Physiology, behaviour, and conservation of the endangered redside dace
Presented by Dr. Andy Turko
Eastburn Postdoctoral Fellow, McMaster University
Join us for an engaging talk from the comforts of your own home! Socializing begins at 6:30 PM, the talk begins at 7 PM.
When: Wednesday, December 8th from 6:30 – 8 PM
RSVP: Please complete the RSVP form to receive the Zoom meeting link.
Abstract: Freshwater streams and rivers are one of the most threatened habitat types globally due to the combined effects of climate change and local-scale land use changes.
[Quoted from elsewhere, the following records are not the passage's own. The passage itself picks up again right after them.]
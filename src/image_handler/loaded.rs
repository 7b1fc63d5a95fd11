//! # 加载结果对象
//!
//! ## 设计思路
//!
//! `Image` 是一次加载的工作单元，也是结果容器：构造时同步完成“识别 → 解码 → 校验”，
//! 构造完成后不可变。所有失败都在内部捕获，只通过 `success()` / `error()` 暴露，
//! 调用方不会拿到 `Err`。
//!
//! ## 状态机
//!
//! ```text
//! Uninitialized → Resolving → Decoding → Validating → Success
//!                     │           │           │
//!                     └───────────┴───────────┴──────→ Failed
//! ```
//!
//! 任一阶段失败都是终态，后续阶段全部跳过，不重试。
//!
//! ## 不变量
//!
//! - `success() == true` 当且仅当 surface 存在且通过完整性探测
//! - `success() == false` 时 `error()` 非空
//! - `mime()` 在格式识别后立即设置，与解码成败无关

use std::path::{Path, PathBuf};
use std::sync::Arc;

use serde::Serialize;

use super::error::ErrorKind;
use super::handler::default_loader;
use super::surface::{SharedSurface, Surface};
use super::{ImageError, ImageFormat};

/// 加载阶段。
#[derive(Debug, Clone, Copy, PartialEq, Eq, Serialize)]
#[serde(rename_all = "snake_case")]
pub enum LoadStage {
    Uninitialized,
    Resolving,
    Decoding,
    Validating,
    Success,
    Failed,
}

/// 一次加载的结果。
#[derive(Debug, Clone)]
pub struct Image {
    load_success: bool,
    last_error: String,
    error_kind: Option<ErrorKind>,
    has_alpha: bool,
    mime: String,
    format: Option<ImageFormat>,
    surface: Option<SharedSurface>,
    filepath: Option<PathBuf>,
    stage: LoadStage,
    failed_stage: Option<LoadStage>,
}

/// 可序列化的结果摘要，便于日志与跨进程传递。
#[derive(Debug, Clone, PartialEq, Serialize)]
pub struct LoadReport {
    pub success: bool,
    pub mime: String,
    pub has_alpha: bool,
    pub error: String,
    pub error_kind: Option<ErrorKind>,
    pub format: Option<ImageFormat>,
    pub filepath: Option<String>,
    pub width: Option<u32>,
    pub height: Option<u32>,
    pub failed_stage: Option<LoadStage>,
}

impl LoadReport {
    pub fn to_json(&self) -> Result<String, serde_json::Error> {
        serde_json::to_string(self)
    }
}

impl Image {
    /// 从文件路径加载（使用默认加载器）。
    ///
    /// # 示例
    /// ```rust,no_run
    /// use image_surface_loader::Image;
    ///
    /// let image = Image::from_path("/tmp/wallpaper.png");
    /// if image.success() {
    ///     let surface = image.surface().expect("loaded image has a surface");
    ///     println!("{}x{} {}", surface.width(), surface.height(), image.mime());
    /// } else {
    ///     eprintln!("load failed: {}", image.error());
    /// }
    /// ```
    pub fn from_path(path: impl AsRef<Path>) -> Self {
        default_loader().load_path(path)
    }

    /// 从内存字节加载（使用默认加载器）。目前只接受 PNG。
    ///
    /// # 示例
    /// ```rust,no_run
    /// use image_surface_loader::{Image, ImageFormat};
    ///
    /// let bytes = std::fs::read("/tmp/icon.png")?;
    /// let image = Image::from_bytes(&bytes, ImageFormat::Png);
    /// assert_eq!(image.mime(), "image/png");
    /// # Ok::<(), std::io::Error>(())
    /// ```
    pub fn from_bytes(data: &[u8], format: ImageFormat) -> Self {
        default_loader().load_bytes(data, format)
    }

    pub(crate) fn pending(filepath: Option<PathBuf>) -> Self {
        Self {
            load_success: false,
            last_error: String::new(),
            error_kind: None,
            has_alpha: true,
            mime: String::new(),
            format: None,
            surface: None,
            filepath,
            stage: LoadStage::Uninitialized,
            failed_stage: None,
        }
    }

    pub(crate) fn enter(&mut self, stage: LoadStage) {
        self.stage = stage;
    }

    /// 记录已识别的格式：MIME 与 alpha 默认值。
    pub(crate) fn set_format(&mut self, format: ImageFormat) {
        self.format = Some(format);
        self.mime = format.mime().to_string();
        self.has_alpha = format.default_has_alpha();
    }

    /// 终止于当前阶段，记录错误文本。
    pub(crate) fn fail(&mut self, error: ImageError) {
        self.failed_stage = Some(self.stage);
        self.stage = LoadStage::Failed;
        self.error_kind = Some(error.kind());
        self.last_error = error.into();
        self.load_success = false;
    }

    /// 结果组装：解码结果 → 完整性探测 → 采纳 surface。
    ///
    /// 解码失败时不触碰 surface；探测失败时丢弃解码器的输出。
    pub(crate) fn assemble(&mut self, outcome: Result<Surface, ImageError>) {
        let surface = match outcome {
            Ok(surface) => surface,
            Err(error) => return self.fail(error),
        };

        self.enter(LoadStage::Validating);
        let status = surface.status();
        if !status.is_success() {
            return self.fail(ImageError::Surface(status));
        }

        self.surface = Some(Arc::new(surface));
        self.load_success = true;
        self.stage = LoadStage::Success;
    }

    /// 是否完整加载成功。
    pub fn success(&self) -> bool {
        self.load_success
    }

    /// 是否可能含 alpha 通道（格式能力默认值）。
    pub fn has_alpha(&self) -> bool {
        self.has_alpha
    }

    /// 失败时的诊断信息；成功时为空字符串。
    pub fn error(&self) -> &str {
        &self.last_error
    }

    pub fn error_kind(&self) -> Option<ErrorKind> {
        self.error_kind
    }

    /// 共享 surface 句柄；未成功加载时为 `None`。
    pub fn surface(&self) -> Option<SharedSurface> {
        self.surface.clone()
    }

    /// 已识别格式的 MIME；即使解码失败也会保留。
    pub fn mime(&self) -> &str {
        &self.mime
    }

    pub fn format(&self) -> Option<ImageFormat> {
        self.format
    }

    /// 仅在从路径构造时存在。
    pub fn filepath(&self) -> Option<&Path> {
        self.filepath.as_deref()
    }

    pub fn stage(&self) -> LoadStage {
        self.stage
    }

    /// 失败发生在哪个阶段。
    pub fn failed_stage(&self) -> Option<LoadStage> {
        self.failed_stage
    }

    pub fn report(&self) -> LoadReport {
        LoadReport {
            success: self.load_success,
            mime: self.mime.clone(),
            has_alpha: self.has_alpha,
            error: self.last_error.clone(),
            error_kind: self.error_kind,
            format: self.format,
            filepath: self.filepath.as_ref().map(|p| p.display().to_string()),
            width: self.surface.as_ref().map(|s| s.width()),
            height: self.surface.as_ref().map(|s| s.height()),
            failed_stage: self.failed_stage,
        }
    }
}
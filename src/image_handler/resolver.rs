//! # 格式识别
//!
//! ## 设计思路
//!
//! 以“速度优先、准确兜底”的分层策略决定调用哪个解码器：
//! 1. 路径后缀命中已知扩展名（小写或全大写）→ 直接信任扩展名，不读取内容
//! 2. 未命中 → 调用内容探测器，按描述文本映射格式
//! 3. 仍无法识别 → `Unrecognized`，不做任何解码尝试
//!
//! 内存字节入口只接受显式的 PNG 标签，不做内容探测。
//! 命中未编译（或被关闭）的可选格式时立即返回 `FormatDisabled`。

use std::path::Path;

use super::classifier::ContentClassifier;
use super::{Capabilities, ImageError, ImageFormat};

/// 仅通过扩展名识别格式。
///
/// 比较的是路径字符串的后缀，大小写只接受规范小写与全大写两种写法。
pub fn format_from_extension(path: &Path) -> Option<ImageFormat> {
    let path = path.to_string_lossy();

    ImageFormat::ALL.into_iter().find(|format| {
        format.extensions().iter().any(|ext| {
            path.ends_with(ext) || path.ends_with(ext.to_uppercase().as_str())
        })
    })
}

/// 路径入口的完整识别流程。
pub fn resolve_path(
    path: &Path,
    classifier: &dyn ContentClassifier,
    capabilities: Capabilities,
) -> Result<ImageFormat, ImageError> {
    let format = match format_from_extension(path) {
        Some(format) => format,
        None => {
            // 探测开销大，只在扩展名无法识别时使用
            let classification = classifier.classify(path)?;
            classification.format().ok_or_else(|| {
                log::warn!(
                    "⚠️ 内容探测无法识别格式 - 路径: {} 描述: {}",
                    path.display(),
                    classification.description()
                );
                ImageError::Unrecognized
            })?
        }
    };

    ensure_supported(format, capabilities)
}

/// 字节入口的识别：只接受 PNG。
pub fn resolve_buffer(
    format: ImageFormat,
    capabilities: Capabilities,
) -> Result<ImageFormat, ImageError> {
    match format {
        ImageFormat::Png => ensure_supported(format, capabilities),
        _ => Err(ImageError::UnsupportedInput),
    }
}

fn ensure_supported(
    format: ImageFormat,
    capabilities: Capabilities,
) -> Result<ImageFormat, ImageError> {
    if capabilities.supports(format) {
        Ok(format)
    } else {
        Err(ImageError::FormatDisabled)
    }
}
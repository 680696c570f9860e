//! SVG bar/line chart of yearly strategy returns against the benchmark.

use crate::error::ReportError;
use core_types::{BenchmarkSeries, YearlySummary};
use rust_decimal::Decimal;
use rust_decimal::prelude::ToPrimitive;
use std::fmt::Write;

const WIDTH: f64 = 960.0;
const HEIGHT: f64 = 640.0;
const MARGIN_LEFT: f64 = 72.0;
const MARGIN_RIGHT: f64 = 24.0;
const MARGIN_TOP: f64 = 56.0;
const MARGIN_BOTTOM: f64 = 88.0;
const STRATEGY_COLOR: &str = "#1f4fbf";
const BENCHMARK_COLOR: &str = "#d62728";
const GRID_COLOR: &str = "#e0e0e0";
const Y_TICKS: usize = 5;

/// Maps values onto the vertical pixel axis of the plot area.
struct ValueScale {
    lo: f64,
    hi: f64,
}

impl ValueScale {
    /// Covers every value and zero, padded by 10% on each side.
    fn covering(values: &[f64]) -> Self {
        let (lo, hi) = values
            .iter()
            .fold((0.0_f64, 0.0_f64), |(lo, hi), v| (lo.min(*v), hi.max(*v)));
        let span = if hi - lo < f64::EPSILON { 1.0 } else { hi - lo };
        Self {
            lo: lo - span * 0.1,
            hi: hi + span * 0.1,
        }
    }

    fn y(&self, value: f64) -> f64 {
        let plot_height = HEIGHT - MARGIN_TOP - MARGIN_BOTTOM;
        MARGIN_TOP + (self.hi - value) / (self.hi - self.lo) * plot_height
    }
}

fn to_f64(value: Decimal) -> Result<f64, ReportError> {
    value
        .to_f64()
        .ok_or_else(|| ReportError::Chart(format!("value {value} is not plottable")))
}

fn escape(text: &str) -> String {
    text.replace('&', "&amp;")
        .replace('<', "&lt;")
        .replace('>', "&gt;")
        .replace('"', "&quot;")
}

/// Renders the yearly strategy returns as bars and the benchmark returns for
/// the same years as a line.
pub fn render_yearly_chart(
    years: &[YearlySummary],
    benchmark: &BenchmarkSeries,
) -> Result<String, ReportError> {
    if years.is_empty() {
        return Err(ReportError::Chart("no yearly rows to plot".to_string()));
    }

    let strategy = years
        .iter()
        .map(|y| to_f64(y.yearly_return_pct))
        .collect::<Result<Vec<_>, _>>()?;
    let reference = years
        .iter()
        .map(|y| to_f64(benchmark.return_for(y.year)))
        .collect::<Result<Vec<_>, _>>()?;

    let all: Vec<f64> = strategy.iter().chain(&reference).copied().collect();
    let scale = ValueScale::covering(&all);
    let plot_width = WIDTH - MARGIN_LEFT - MARGIN_RIGHT;
    let band = plot_width / years.len() as f64;
    let bar_width = band * 0.6;
    let x_center = |i: usize| MARGIN_LEFT + band * (i as f64 + 0.5);
    let zero_y = scale.y(0.0);
    let benchmark_name = escape(&benchmark.name);

    let mut svg = String::new();
    // `write!` into a String cannot fail
    let _ = write!(
        svg,
        r#"<svg xmlns="http://www.w3.org/2000/svg" width="{WIDTH}" height="{HEIGHT}" viewBox="0 0 {WIDTH} {HEIGHT}">"#
    );
    svg.push_str(
        "<style>text{font-family:Arial,sans-serif;font-size:11px;fill:#333}.title{font-size:16px;font-weight:bold}</style>",
    );
    let _ = write!(
        svg,
        r#"<rect width="{WIDTH}" height="{HEIGHT}" fill="white"/><text class="title" x="{}" y="28" text-anchor="middle">Yearly Return % - Strategy vs {benchmark_name}</text>"#,
        WIDTH / 2.0
    );

    for k in 0..=Y_TICKS {
        let value = scale.lo + (scale.hi - scale.lo) * k as f64 / Y_TICKS as f64;
        let y = scale.y(value);
        let _ = write!(
            svg,
            r#"<line x1="{MARGIN_LEFT}" y1="{y:.1}" x2="{:.1}" y2="{y:.1}" stroke="{GRID_COLOR}"/><text x="{:.1}" y="{:.1}" text-anchor="end">{value:.0}%</text>"#,
            WIDTH - MARGIN_RIGHT,
            MARGIN_LEFT - 6.0,
            y + 4.0
        );
    }
    let _ = write!(
        svg,
        r##"<line x1="{MARGIN_LEFT}" y1="{zero_y:.1}" x2="{:.1}" y2="{zero_y:.1}" stroke="#888"/>"##,
        WIDTH - MARGIN_RIGHT
    );

    for (i, (summary, value)) in years.iter().zip(&strategy).enumerate() {
        let x = x_center(i);
        let top = scale.y(*value).min(zero_y);
        let height = (scale.y(*value) - zero_y).abs();
        let label_y = if *value >= 0.0 { top - 4.0 } else { top + height + 12.0 };
        let _ = write!(
            svg,
            r#"<rect x="{:.1}" y="{top:.1}" width="{bar_width:.1}" height="{height:.1}" fill="{STRATEGY_COLOR}" fill-opacity="0.7"/><text x="{x:.1}" y="{label_y:.1}" text-anchor="middle" font-size="9">{value:.1}%</text>"#,
            x - bar_width / 2.0
        );
        let label_y = HEIGHT - MARGIN_BOTTOM + 18.0;
        let _ = write!(
            svg,
            r#"<text x="{x:.1}" y="{label_y:.1}" text-anchor="end" transform="rotate(-45 {x:.1} {label_y:.1})">{}</text>"#,
            summary.year
        );
    }

    let points: Vec<String> = reference
        .iter()
        .enumerate()
        .map(|(i, v)| format!("{:.1},{:.1}", x_center(i), scale.y(*v)))
        .collect();
    let _ = write!(
        svg,
        r#"<polyline points="{}" fill="none" stroke="{BENCHMARK_COLOR}" stroke-width="2"/>"#,
        points.join(" ")
    );
    for (i, v) in reference.iter().enumerate() {
        let _ = write!(
            svg,
            r#"<circle cx="{:.1}" cy="{:.1}" r="4" fill="{BENCHMARK_COLOR}"/>"#,
            x_center(i),
            scale.y(*v)
        );
    }

    let legend_x = MARGIN_LEFT + 12.0;
    let _ = write!(
        svg,
        r#"<rect x="{legend_x}" y="{}" width="14" height="10" fill="{STRATEGY_COLOR}" fill-opacity="0.7"/><text x="{}" y="{}">Strategy</text>"#,
        MARGIN_TOP + 4.0,
        legend_x + 20.0,
        MARGIN_TOP + 13.0
    );
    let _ = write!(
        svg,
        r#"<line x1="{legend_x}" y1="{}" x2="{}" y2="{}" stroke="{BENCHMARK_COLOR}" stroke-width="2"/><text x="{}" y="{}">{benchmark_name}</text>"#,
        MARGIN_TOP + 25.0,
        legend_x + 14.0,
        MARGIN_TOP + 25.0,
        legend_x + 20.0,
        MARGIN_TOP + 29.0
    );
    let _ = write!(
        svg,
        r#"<text x="{}" y="{}" text-anchor="middle">Year</text><text x="18" y="{}" text-anchor="middle" transform="rotate(-90 18 {})">Percent (%)</text></svg>"#,
        WIDTH / 2.0,
        HEIGHT - 12.0,
        HEIGHT / 2.0,
        HEIGHT / 2.0
    );

    Ok(svg)
}

#[cfg(test)]
mod tests {
    use super::*;
    use rust_decimal_macros::dec;

    fn year(year: i32, ret: Decimal) -> YearlySummary {
        YearlySummary {
            year,
            yearly_risk: dec!(10),
            yearly_profit: dec!(1),
            yearly_return_pct: ret,
            cumulative_return_pct: ret,
        }
    }

    #[test]
    fn renders_one_bar_and_one_marker_per_year() {
        let svg = render_yearly_chart(
            &[year(2019, dec!(12.5)), year(2020, dec!(-4))],
            &BenchmarkSeries::sp500(),
        )
        .unwrap();

        assert!(svg.starts_with("<svg"));
        assert!(svg.ends_with("</svg>"));
        assert_eq!(svg.matches("<circle").count(), 2);
        assert!(svg.contains("12.5%"));
        assert!(svg.contains("-4.0%"));
        assert!(svg.contains(">2019<"));
        // the benchmark name is escaped
        assert!(svg.contains("S&amp;P 500"));
        assert!(!svg.contains("S&P"));
    }

    #[test]
    fn empty_input_is_a_render_failure() {
        let err = render_yearly_chart(&[], &BenchmarkSeries::sp500()).unwrap_err();
        assert!(matches!(err, ReportError::Chart(_)));
    }
}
Changes in the thermal conditions of these habitats are especially problematic for many fishes, and my research indicates that high temperatures may be responsible for the declines of some endangered species such as the redside dace Clinostomus elongatus. First, I will discuss field studies of upper thermal tolerance and how this is influenced by ontogeny and nutrition. Next, I will demonstrate how we are using thermal tolerance data to inform future reintroduction programs. Finally, I will discuss my ongoing work that integrates behavioural temperature preferences with physiological performance to understand optimal habitat conditions for this species. Overall, my work improves our fundamental understanding of the links between habitat choice and organismal performance and indicates that thermal biology should be incorporated into ongoing conservation programs.
Cost: Pay what you want to support future student awards ($2 members, $4 non-members, or an amount of your choosing).
Contact: Rebecca Dalton (firstname.lastname@example.org)
Biography: Andy Turko is a postdoctoral fellow at McMaster University, where he works with Drs. Graham Scott (Dept of Biology) and Sigal Balshine (Dept of Psychology, Neuroscience, and Behaviour). He was previously a postdoc at the Great Lakes Institute for Environmental Research at the University of Windsor and completed his Ph.D. at the University of Guelph. His research integrates physiology and behaviour to understand how fishes cope with changing environmental conditions.